Os autores disseram que isso aumenta o potencial de danos a organismos que não são o alvo da substância, pois a toxina é espalhada por organismos que não são mortos ao ingeri-la. “Isso adiciona mais um exemplo de como o material pode se mover em uma cadeia alimentar – da planta para um herbívoro e daí para um predador”, explica Frank. “Isso já foi documentado algumas vezes. Nossa preocupação é que, se puder fazer isso, parece evidente que pode se espalhar muito mais por toda a teia alimentar, porque as populações de insetos são muito diversas e abundantes nas plantas.”
Frank disse que a preocupação deles vai além dos insetos.
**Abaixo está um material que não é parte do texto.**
//! One-shot global B-spline approximation on a regular control grid.
//!
//! Samples are parameterised by their position along the principal axis of
//! the set, scaled over its extent. `resolution` control points sit on a
//! uniform clamped knot grid over that range and are found with a single
//! penalised least-squares solve:
//!
//! `(NᵀN + λ DᵀD) P = NᵀQ`
//!
//! where `D` takes second differences of neighbouring control points,
//! divided over their Greville abscissae so straight lines carry no penalty,
//! and `λ = smoothing * trace(NᵀN) / resolution`. No foot-point search and no
//! re-association loop.

use serde::Serialize;

use super::basis::{basis_funs, find_span, solve_linear_system, uniform_knot_vector};
use super::core::{BBox, Point3, PointSet, Vec3};
use super::curve::{BSplineCurve, Curve3};
use super::error::{FitError, FitResult};
use super::metrics::{FitMetrics, FitTimingReport, TimingBucket};
use super::options::GridFitOptions;
use super::param::principal_projections;
use super::projection::Residual;

/// Output of [`BSplineGridApproximator::fit`].
#[derive(Debug, Clone, PartialEq, Serialize)]
pub struct GridFit {
    pub curve: BSplineCurve,
    /// Grid parameter of every input sample, in input order.
    pub parameters: Vec<f64>,
    /// Curve evaluated at each sample's parameter, in input order.
    pub fitted: PointSet,
    /// Distance between each sample and its fitted point.
    pub residual: Residual,
    pub timing: Option<FitTimingReport>,
}

#[derive(Debug, Clone, Default)]
pub struct BSplineGridApproximator {
    options: GridFitOptions,
}

impl BSplineGridApproximator {
    #[must_use]
    pub fn new(options: GridFitOptions) -> Self {
        Self { options }
    }

    #[must_use]
    pub fn options(&self) -> &GridFitOptions {
        &self.options
    }

    /// Fits with `resolution` control points and returns the sampled curve:
    /// `sample_count` points, or one per input point when unset.
    pub fn global_optimize(&self, points: &PointSet, resolution: usize) -> FitResult<PointSet> {
        let grid = self.fit_with_resolution(points, resolution)?;
        let count = self.options.sample_count.unwrap_or(points.len());
        Ok(grid.curve.get_points_final(count))
    }

    /// Fits with the configured resolution.
    pub fn fit(&self, points: &PointSet) -> FitResult<GridFit> {
        self.fit_with_resolution(points, self.options.resolution)
    }

    fn fit_with_resolution(&self, points: &PointSet, resolution: usize) -> FitResult<GridFit> {
        if resolution < 2 {
            return Err(FitError::invalid(format!(
                "grid resolution must be >= 2, got {resolution}"
            )));
        }
        let options = self.options.with_resolution(resolution);
        options.validate()?;

        if points.len() < 2 {
            return Err(FitError::InsufficientData {
                provided: points.len(),
                required: 2,
            });
        }

        let mut metrics = FitMetrics::default();
        metrics.begin();

        let parameters = metrics.time(TimingBucket::Association, || {
            grid_parameters(points.points(), &options)
        })?;

        let degree = resolution.saturating_sub(1).min(3);
        let knots = uniform_knot_vector(resolution, degree);

        let (matrix, rhs) = metrics.time(TimingBucket::Assembly, || {
            assemble_penalised_system(points.points(), &parameters, &knots, degree, &options)
        });
        let solution = metrics.time(TimingBucket::Solve, || solve_linear_system(&matrix, &rhs))?;
        let control_points: Vec<Point3> = solution.into_iter().map(Point3::from).collect();
        let curve = BSplineCurve::new(degree, control_points, knots, points.dims())?;

        let fitted_points: Vec<Point3> = metrics.time(TimingBucket::Sampling, || {
            parameters.iter().map(|&u| curve.point_at(u)).collect()
        });
        let distances: Vec<f64> = fitted_points
            .iter()
            .zip(points.iter())
            .map(|(f, q)| f.distance_to(*q))
            .collect();
        let residual = Residual::from_distances(&distances);

        log::debug!(
            "grid fit: {} points, resolution {resolution}, degree {degree}, residual mean {:.6} max {:.6}",
            points.len(),
            residual.mean,
            residual.max
        );

        Ok(GridFit {
            fitted: PointSet::from_trusted(fitted_points, points.dims()),
            curve,
            parameters,
            residual,
            timing: metrics.end(),
        })
    }
}

/// Principal-axis position of every sample scaled onto `[0, 1]`, oriented so
/// the first sample does not come after the last.
fn grid_parameters(points: &[Point3], options: &GridFitOptions) -> FitResult<Vec<f64>> {
    let mut s = principal_projections(points);
    let (min, max) = s
        .iter()
        .fold((f64::INFINITY, f64::NEG_INFINITY), |(lo, hi), &v| (lo.min(v), hi.max(v)));
    let extent = max - min;
    let diagonal = BBox::from_points(points).map_or(0.0, BBox::diagonal);
    if !extent.is_finite() || extent <= options.tolerance.relative_to(diagonal) {
        return Err(FitError::degenerate(
            "points have zero extent along their principal axis",
        ));
    }

    let flip = matches!((s.first(), s.last()), (Some(a), Some(b)) if a > b);
    for v in &mut s {
        let u = (*v - min) / extent;
        *v = if flip { 1.0 - u } else { u };
    }
    Ok(s)
}

fn assemble_penalised_system(
    points: &[Point3],
    parameters: &[f64],
    knots: &[f64],
    degree: usize,
    options: &GridFitOptions,
) -> (Vec<Vec<f64>>, Vec<Vec3>) {
    let n_ctrl = options.resolution;
    let mut matrix = vec![vec![0.0; n_ctrl]; n_ctrl];
    let mut rhs = vec![Vec3::ZERO; n_ctrl];

    for (&u, q) in parameters.iter().zip(points) {
        let span = find_span(n_ctrl - 1, degree, u, knots);
        let funs = basis_funs(span, u, degree, knots);
        let first = span - degree;
        for (a, &va) in funs.iter().enumerate() {
            rhs[first + a] = rhs[first + a] + q.to_vec3() * va;
            for (b, &vb) in funs.iter().enumerate() {
                matrix[first + a][first + b] += va * vb;
            }
        }
    }

    let trace: f64 = (0..n_ctrl).map(|i| matrix[i][i]).sum();
    let lambda = options.smoothing * trace / n_ctrl as f64;
    if lambda > 0.0 && n_ctrl > 2 {
        let xi = greville_abscissae(knots, degree, n_ctrl);
        let mean_spacing = 1.0 / (n_ctrl - 1) as f64;
        for row in 0..n_ctrl - 2 {
            let h0 = xi[row + 1] - xi[row];
            let h1 = xi[row + 2] - xi[row + 1];
            let stencil = [
                mean_spacing / h0,
                -mean_spacing * (1.0 / h0 + 1.0 / h1),
                mean_spacing / h1,
            ];
            for (a, &da) in stencil.iter().enumerate() {
                for (b, &db) in stencil.iter().enumerate() {
                    matrix[row + a][row + b] += lambda * da * db;
                }
            }
        }
    }

    (matrix, rhs)
}

/// Knot averages `(u_{i+1} + ... + u_{i+p}) / p`, strictly increasing on a
/// clamped uniform knot vector.
fn greville_abscissae(knots: &[f64], degree: usize, n_ctrl: usize) -> Vec<f64> {
    (0..n_ctrl)
        .map(|i| knots[i + 1..=i + degree].iter().sum::<f64>() / degree as f64)
        .collect()
}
Se ingeridos por organismos que não são mortos diretamente, esses organismos podem transmitir a toxina para insetos, pássaros, anfíbios ou outros. “Os insetos são alimento para milhares de vertebrados diferentes – de pássaros a ratos, lagartos e sapos e peixes”, disse Frank. “Todos esses animais comem insetos. Conforme o ambiente se enche de insetos contaminados, outros organismos podem estar comendo essas substâncias químicas. Embora os neonicotinóides tenham toxicidade relativamente baixa em mamíferos, o que os torna mais seguros para os aplicadores, ainda há risco de alguma toxicidade para outros vertebrados.”
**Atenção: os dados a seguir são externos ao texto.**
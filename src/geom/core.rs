use std::ops::{Add, Div, Mul, Neg, Sub};

use serde::{Deserialize, Serialize};

use super::error::{FitError, FitResult};

// ─────────────────────────────────────────────────────────────────────────────
// Vec3
// ─────────────────────────────────────────────────────────────────────────────

#[derive(Debug, Clone, Copy, PartialEq, Serialize, Deserialize)]
pub struct Vec3 {
    pub x: f64,
    pub y: f64,
    pub z: f64,
}

impl Vec3 {
    /// Zero vector.
    pub const ZERO: Self = Self::new(0.0, 0.0, 0.0);
    /// Unit vector along the X axis.
    pub const X: Self = Self::new(1.0, 0.0, 0.0);
    /// Unit vector along the Y axis.
    pub const Y: Self = Self::new(0.0, 1.0, 0.0);
    /// Unit vector along the Z axis.
    pub const Z: Self = Self::new(0.0, 0.0, 1.0);

    #[must_use]
    pub const fn new(x: f64, y: f64, z: f64) -> Self {
        Self { x, y, z }
    }

    #[must_use]
    pub fn length(self) -> f64 {
        self.dot(self).sqrt()
    }

    #[must_use]
    pub const fn length_squared(self) -> f64 {
        self.dot(self)
    }

    #[must_use]
    pub const fn dot(self, rhs: Self) -> f64 {
        self.x * rhs.x + self.y * rhs.y + self.z * rhs.z
    }

    #[must_use]
    pub fn normalized(self) -> Option<Self> {
        let len = self.length();
        if len.is_finite() && len > 0.0 {
            Some(Self::new(self.x / len, self.y / len, self.z / len))
        } else {
            None
        }
    }
}

impl Default for Vec3 {
    fn default() -> Self {
        Self::ZERO
    }
}

impl Add for Vec3 {
    type Output = Self;
    fn add(self, rhs: Self) -> Self::Output {
        Self::new(self.x + rhs.x, self.y + rhs.y, self.z + rhs.z)
    }
}

impl Sub for Vec3 {
    type Output = Self;
    fn sub(self, rhs: Self) -> Self::Output {
        Self::new(self.x - rhs.x, self.y - rhs.y, self.z - rhs.z)
    }
}

impl Mul<f64> for Vec3 {
    type Output = Self;
    fn mul(self, rhs: f64) -> Self::Output {
        Self::new(self.x * rhs, self.y * rhs, self.z * rhs)
    }
}

impl Mul<Vec3> for f64 {
    type Output = Vec3;
    fn mul(self, rhs: Vec3) -> Self::Output {
        Vec3::new(self * rhs.x, self * rhs.y, self * rhs.z)
    }
}

impl Div<f64> for Vec3 {
    type Output = Self;
    fn div(self, rhs: f64) -> Self::Output {
        Self::new(self.x / rhs, self.y / rhs, self.z / rhs)
    }
}

impl Neg for Vec3 {
    type Output = Self;
    fn neg(self) -> Self::Output {
        Self::new(-self.x, -self.y, -self.z)
    }
}

// ─────────────────────────────────────────────────────────────────────────────
// Point3
// ─────────────────────────────────────────────────────────────────────────────

#[derive(Debug, Clone, Copy, PartialEq, Serialize, Deserialize)]
pub struct Point3 {
    pub x: f64,
    pub y: f64,
    pub z: f64,
}

impl Point3 {
    /// The origin point (0, 0, 0).
    pub const ORIGIN: Self = Self::new(0.0, 0.0, 0.0);

    #[must_use]
    pub const fn new(x: f64, y: f64, z: f64) -> Self {
        Self { x, y, z }
    }

    /// Create a point in the XY plane.
    #[must_use]
    pub const fn new_2d(x: f64, y: f64) -> Self {
        Self::new(x, y, 0.0)
    }

    #[must_use]
    pub const fn to_array(self) -> [f64; 3] {
        [self.x, self.y, self.z]
    }

    /// Convert point to a position vector from the origin.
    #[must_use]
    pub const fn to_vec3(self) -> Vec3 {
        Vec3::new(self.x, self.y, self.z)
    }

    #[must_use]
    pub const fn add_vec(self, v: Vec3) -> Self {
        Self::new(self.x + v.x, self.y + v.y, self.z + v.z)
    }

    #[must_use]
    pub const fn sub_point(self, rhs: Self) -> Vec3 {
        Vec3::new(self.x - rhs.x, self.y - rhs.y, self.z - rhs.z)
    }

    /// Euclidean distance to another point.
    #[must_use]
    pub fn distance_to(self, other: Self) -> f64 {
        self.sub_point(other).length()
    }

    /// Squared Euclidean distance to another point.
    #[must_use]
    pub fn distance_squared_to(self, other: Self) -> f64 {
        self.sub_point(other).length_squared()
    }

    #[must_use]
    pub fn is_finite(self) -> bool {
        self.x.is_finite() && self.y.is_finite() && self.z.is_finite()
    }
}

impl Default for Point3 {
    fn default() -> Self {
        Self::ORIGIN
    }
}

impl From<[f64; 3]> for Point3 {
    fn from(arr: [f64; 3]) -> Self {
        Self::new(arr[0], arr[1], arr[2])
    }
}

impl From<[f64; 2]> for Point3 {
    fn from(arr: [f64; 2]) -> Self {
        Self::new_2d(arr[0], arr[1])
    }
}

impl From<Vec3> for Point3 {
    fn from(v: Vec3) -> Self {
        Self::new(v.x, v.y, v.z)
    }
}

impl From<Point3> for Vec3 {
    fn from(p: Point3) -> Self {
        p.to_vec3()
    }
}

impl Add<Vec3> for Point3 {
    type Output = Self;
    fn add(self, rhs: Vec3) -> Self::Output {
        self.add_vec(rhs)
    }
}

impl Sub for Point3 {
    type Output = Vec3;
    fn sub(self, rhs: Self) -> Self::Output {
        self.sub_point(rhs)
    }
}

// ─────────────────────────────────────────────────────────────────────────────
// BBox
// ─────────────────────────────────────────────────────────────────────────────

/// Axis-aligned bounding box.
#[derive(Debug, Clone, Copy, PartialEq)]
pub struct BBox {
    pub min: Point3,
    pub max: Point3,
}

impl BBox {
    #[must_use]
    pub const fn new(min: Point3, max: Point3) -> Self {
        Self { min, max }
    }

    /// Smallest box containing all points, `None` for an empty slice.
    #[must_use]
    pub fn from_points(points: &[Point3]) -> Option<Self> {
        let (first, rest) = points.split_first()?;
        let start = Self::new(*first, *first);
        Some(rest.iter().fold(start, |bbox, p| bbox.expand_point(*p)))
    }

    /// Size (dimensions) of the bounding box.
    #[must_use]
    pub fn size(self) -> Vec3 {
        self.max.sub_point(self.min)
    }

    /// Diagonal length of the bounding box.
    #[must_use]
    pub fn diagonal(self) -> f64 {
        self.size().length()
    }

    #[must_use]
    pub fn expand_point(self, p: Point3) -> Self {
        Self::new(
            Point3::new(
                self.min.x.min(p.x),
                self.min.y.min(p.y),
                self.min.z.min(p.z),
            ),
            Point3::new(
                self.max.x.max(p.x),
                self.max.y.max(p.y),
                self.max.z.max(p.z),
            ),
        )
    }
}

// ─────────────────────────────────────────────────────────────────────────────
// Tolerance
// ─────────────────────────────────────────────────────────────────────────────

/// Tolerance configuration for fitting operations.
///
/// Use the named constants for specific use cases to avoid epsilon scatter:
/// - `Tolerance::default_geom()` - General geometry comparisons (1e-9)
/// - `Tolerance::ZERO_LENGTH` - Coincident control points, relative to their extent (1e-12)
/// - `Tolerance::PIVOT` - Relative pivot threshold for linear solves (1e-12)
/// - `Tolerance::PARAMETER` - Newton step convergence in parameter space (1e-12)
#[derive(Debug, Clone, Copy, PartialEq, Serialize, Deserialize)]
pub struct Tolerance {
    pub eps: f64,
}

impl Tolerance {
    /// Default geometric tolerance (1e-9).
    pub const DEFAULT: Self = Self { eps: 1e-9 };

    /// Chords shorter than this fraction of the bounding-box diagonal count as zero (1e-12).
    pub const ZERO_LENGTH: Self = Self { eps: 1e-12 };

    /// Pivot magnitude, relative to the matrix scale, below which a system is singular.
    pub const PIVOT: Self = Self { eps: 1e-12 };

    /// Newton refinement stops once the parameter step drops below this (1e-12).
    pub const PARAMETER: Self = Self { eps: 1e-12 };

    #[must_use]
    pub const fn default_geom() -> Self {
        Self::DEFAULT
    }

    /// Create tolerance relative to a span/domain size.
    #[must_use]
    pub fn relative_to(self, span: f64) -> f64 {
        self.eps * span.abs()
    }
}

impl Default for Tolerance {
    fn default() -> Self {
        Self::DEFAULT
    }
}

// ─────────────────────────────────────────────────────────────────────────────
// PointSet
// ─────────────────────────────────────────────────────────────────────────────

/// An ordered, validated array of 2D or 3D samples.
///
/// 2D samples are stored with `z = 0`; `dims` records the input width so that
/// [`PointSet::to_rows`] hands back arrays of the same shape. A `PointSet` is
/// never mutated by the engine; reordering produces a new set.
#[derive(Debug, Clone, PartialEq, Serialize)]
pub struct PointSet {
    points: Vec<Point3>,
    dims: usize,
}

impl PointSet {
    /// Wrap points of the given dimensionality.
    ///
    /// Fails with [`FitError::InvalidInput`] when `dims` is not 2 or 3, a
    /// coordinate is NaN/infinite, or a 2D set carries a non-zero `z`.
    pub fn new(points: Vec<Point3>, dims: usize) -> FitResult<Self> {
        if dims != 2 && dims != 3 {
            return Err(FitError::invalid(format!(
                "points must have 2 or 3 coordinates, got {dims}"
            )));
        }
        for (i, p) in points.iter().enumerate() {
            if !p.is_finite() {
                return Err(FitError::invalid(format!(
                    "point {i} contains NaN or infinite values"
                )));
            }
            if dims == 2 && p.z != 0.0 {
                return Err(FitError::invalid(format!(
                    "point {i} has a z coordinate in a 2D point set"
                )));
            }
        }
        Ok(Self { points, dims })
    }

    /// Build from an `(n, 2)` or `(n, 3)` row array.
    ///
    /// The width of the first row fixes the dimensionality; an empty array
    /// yields an empty 3D set.
    pub fn from_rows<R: AsRef<[f64]>>(rows: &[R]) -> FitResult<Self> {
        let dims = rows.first().map_or(3, |row| row.as_ref().len());
        if dims != 2 && dims != 3 {
            return Err(FitError::invalid(format!(
                "points must have 2 or 3 coordinates, got {dims}"
            )));
        }

        let mut points = Vec::with_capacity(rows.len());
        for (i, row) in rows.iter().enumerate() {
            let row = row.as_ref();
            if row.len() != dims {
                return Err(FitError::invalid(format!(
                    "row {i} has {} coordinates, expected {dims}",
                    row.len()
                )));
            }
            let z = if dims == 3 { row[2] } else { 0.0 };
            points.push(Point3::new(row[0], row[1], z));
        }
        Self::new(points, dims)
    }

    pub fn from_xy(rows: &[[f64; 2]]) -> FitResult<Self> {
        Self::new(rows.iter().copied().map(Point3::from).collect(), 2)
    }

    pub fn from_xyz(rows: &[[f64; 3]]) -> FitResult<Self> {
        Self::new(rows.iter().copied().map(Point3::from).collect(), 3)
    }

    /// Engine-produced points are finite by construction.
    pub(crate) fn from_trusted(points: Vec<Point3>, dims: usize) -> Self {
        debug_assert!(dims == 2 || dims == 3);
        Self { points, dims }
    }

    #[must_use]
    pub fn dims(&self) -> usize {
        self.dims
    }

    #[must_use]
    pub fn len(&self) -> usize {
        self.points.len()
    }

    #[must_use]
    pub fn is_empty(&self) -> bool {
        self.points.is_empty()
    }

    #[must_use]
    pub fn points(&self) -> &[Point3] {
        &self.points
    }

    pub fn iter(&self) -> std::slice::Iter<'_, Point3> {
        self.points.iter()
    }

    #[must_use]
    pub fn get(&self, index: usize) -> Option<Point3> {
        self.points.get(index).copied()
    }

    #[must_use]
    pub fn into_points(self) -> Vec<Point3> {
        self.points
    }

    /// Row-major `(n, dims)` array.
    #[must_use]
    pub fn to_rows(&self) -> Vec<Vec<f64>> {
        self.points
            .iter()
            .map(|p| p.to_array()[..self.dims].to_vec())
            .collect()
    }

    /// New set holding `self[order[0]], self[order[1]], ...`.
    ///
    /// Indices outside the set are skipped.
    #[must_use]
    pub fn reordered(&self, order: &[usize]) -> Self {
        let points = order
            .iter()
            .filter_map(|&i| self.points.get(i).copied())
            .collect();
        Self::from_trusted(points, self.dims)
    }
}

impl<'a> IntoIterator for &'a PointSet {
    type Item = &'a Point3;
    type IntoIter = std::slice::Iter<'a, Point3>;

    fn into_iter(self) -> Self::IntoIter {
        self.points.iter()
    }
}

// ─────────────────────────────────────────────────────────────────────────────
// Tests
// ─────────────────────────────────────────────────────────────────────────────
Os autores disseram que uma forma potencial de restringir seu uso é evitar usá-los preventivamente como cobertura de sementes em campos agrícolas, onde se demonstrou que têm benefícios limitados. Um estudo descobriu que eles beneficiam apenas 5% dos campos agrícolas quando aplicados preventivamente nas sementes. “Estamos colocando esses materiais no meio ambiente, embora, em alguns casos, não haja nenhum benefício tangível para eles”, disse Frank. “Parece que seu uso poderia ser restringido substancialmente sem prejudicar os agricultores ou a economia.”
Mais pesquisas são necessárias, disse Frank, para entender o efeito total dos neonicotinóides sobre a teia alimentar e o meio ambiente. “A preocupação é com a biodiversidade em geral, onde não sabemos até que ponto esses materiais viajam pela teia alimentar e quais são as consequências”, explica Frank. “Estamos vendo a biodiversidade de insetos e outras coisas diminuindo ao redor do mundo. Há uma infinidade de fatores contribuindo para isso e cuja extensão não sabemos, mas esses inseticidas podem estar desempenhando um papel. E a outra preocupação é com a contaminação do meio ambiente como um todo.”